We don't think that's well-established at all, the Arabic-speaking tribes involved in the conflict have supposedly been influenced by Arab supremacist ideology from Libya and they often use racist language during attacks on the Darfurians. But there are other issues involved besides race, and their own racial categories doesn't correspond to our own, since all of them are "black" by American standards, even while the racist language employed relates to the blackness of the Darfurians. All very complicated.
Despite all this, Joey (who compiled this originally) doesn't know why the term "racist slaughter of black African muslims" is in there, he didn't write it, and he wouldn't have used it as my primary description of the conflict. He says he originally described it in more general terms about the government murdering a problematic minority and was making an implicit Holocaust comparison. But during the editing process someone changed it to "racist slaughter of black African Muslims," presumably because they thought the Holocaust comparison wasn't strong enough to warrant the more general language.
mmausner
racism in darfur
certainly to the participants, there's a perceptible racial difference between the Sudanese Arabs and Darfur non-Arabs being massacred.

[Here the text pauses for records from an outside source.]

//! Observer HTTP server lifecycle management.

use std::net::SocketAddr;
use std::sync::Arc;

use tokio::net::TcpListener;
use tracing::info;

use terrarium_core::HistoryReader;

use crate::router::build_router;
use crate::state::AppState;

/// Configuration for the Observer server.
#[derive(Debug, Clone)]
pub struct ServerConfig {
    /// The host address to bind to (e.g. `0.0.0.0`).
    pub host: String,
    /// The TCP port to listen on.
    pub port: u16,
}

impl Default for ServerConfig {
    fn default() -> Self {
        Self {
            host: String::from("0.0.0.0"),
            port: 8000,
        }
    }
}

/// Start the Observer HTTP server.
///
/// Binds to the configured address, builds the router, and serves
/// requests until the process is terminated.
///
/// # Errors
///
/// Returns an error if the TCP listener cannot bind or the server
/// encounters a fatal I/O error.
pub async fn start_server<H: HistoryReader + 'static>(
    config: &ServerConfig,
    state: Arc<AppState<H>>,
) -> Result<(), ServerError> {
    let addr: SocketAddr = format!("{}:{}", config.host, config.port)
        .parse()
        .map_err(|e| ServerError::Bind(format!("invalid address: {e}")))?;

    let router = build_router(state);

    let listener = TcpListener::bind(addr)
        .await
        .map_err(|e| ServerError::Bind(format!("bind failed on {addr}: {e}")))?;

    info!(%addr, "Observer server listening");

    axum::serve(listener, router)
        .await
        .map_err(|e| ServerError::Serve(format!("serve error: {e}")))?;

    Ok(())
}

/// Errors that can occur when starting or running the Observer server.
#[derive(Debug, thiserror::Error)]
pub enum ServerError {
    /// Failed to bind to the network address.
    #[error("bind error: {0}")]
    Bind(String),

    /// The server encountered a fatal error while serving.
    #[error("serve error: {0}")]
    Serve(String),
}
//! Bounded emotional state for one agent.
//!
//! A single integer mood value, always clamped to the shared
//! `[-100, 100]` scale. The discrete label is derived on demand via
//! [`MoodLabel::from_value`] and never stored.

use terrarium_types::{MoodLabel, clamp_scale};

/// One agent's mood.
#[derive(Debug, Clone, Copy, PartialEq, Eq)]
pub struct EmotionState {
    mood: i32,
}

impl EmotionState {
    /// Create a state with the given initial mood, clamped to scale.
    pub const fn new(initial_mood: i32) -> Self {
        Self {
            mood: clamp_scale(initial_mood),
        }
    }

    /// Add `delta` to the mood, clamping the result to `[-100, 100]`.
    pub const fn update(&mut self, delta: i32) {
        self.mood = clamp_scale(self.mood.saturating_add(delta));
    }

    /// The raw mood value.
    pub const fn value(self) -> i32 {
        self.mood
    }

    /// The derived five-bucket label.
    pub const fn label(self) -> MoodLabel {
        MoodLabel::from_value(self.mood)
    }
}

impl Default for EmotionState {
    fn default() -> Self {
        Self::new(0)
    }
}

#[cfg(test)]
#[allow(clippy::unwrap_used)]
mod tests {
    use super::*;

    #[test]
    fn update_clamps_at_both_ends() {
        let mut state = EmotionState::new(0);
        state.update(250);
        assert_eq!(state.value(), 100);
        state.update(-500);
        assert_eq!(state.value(), -100);
    }

    #[test]
    fn clamping_holds_for_extreme_deltas() {
        let mut state = EmotionState::new(90);
        state.update(i32::MAX);
        assert_eq!(state.value(), 100);
        state.update(i32::MIN);
        assert_eq!(state.value(), -100);
    }

    #[test]
    fn initial_mood_is_clamped() {
        assert_eq!(EmotionState::new(1_000).value(), 100);
        assert_eq!(EmotionState::new(-1_000).value(), -100);
    }

    #[test]
    fn label_tracks_value() {
        let mut state = EmotionState::new(0);
        assert_eq!(state.label(), MoodLabel::Neutral);
        state.update(20);
        assert_eq!(state.label(), MoodLabel::Good);
        state.update(-110);
        assert_eq!(state.label(), MoodLabel::Terrible);
    }
}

Within Sudan, Ethiopia, and Somalia, apparently, there's more racial-genetic variation than in most of the rest of the world put together. From remnants of the Ituri-Pygmy 'old people' to the tall lighter Iman-type to compact Ethiopians and a variety of Bantus, apparently there's greater genetic differences than there are between all other groups of humans. The genetic literature is controversial to be sure, but I read this in a series of articles debunking 'race' as a simple genetic category. Africa definitely has more variation than even the differences from Australian Aborigines and Polynesian Islanders to Caucasian-Americans and native Americans.
But in the Darfur conflict (as in Rwanda) surface ethnic or alleged racial categories mask some much deeper antagonisms and socio-economic stresses which led to violent conflict.
asia kissko
Darfur- photo essay
Found from MotherJones.com- a Photo essay on darfur
RandallJones
genocides are occuring in many countries
Many more have been killed in Iraq and there are many more refugees fleeing the country the United States bombed and is countrolling.
The Congo is the country with the most killings and rapes, but for some reason there doesn't seem to be too much concern about this. Is it because the United States, Israel, and Europe benefit from the diamonds, other natural resources, slave labor and sale of weapons that the plight of the Congolese does not really matter.
Somalia also has become a humanitarian crisis worse than Darfur, thanks to the U.S. support of Ethiopia in taking unnecessarily harsh military actions against the country.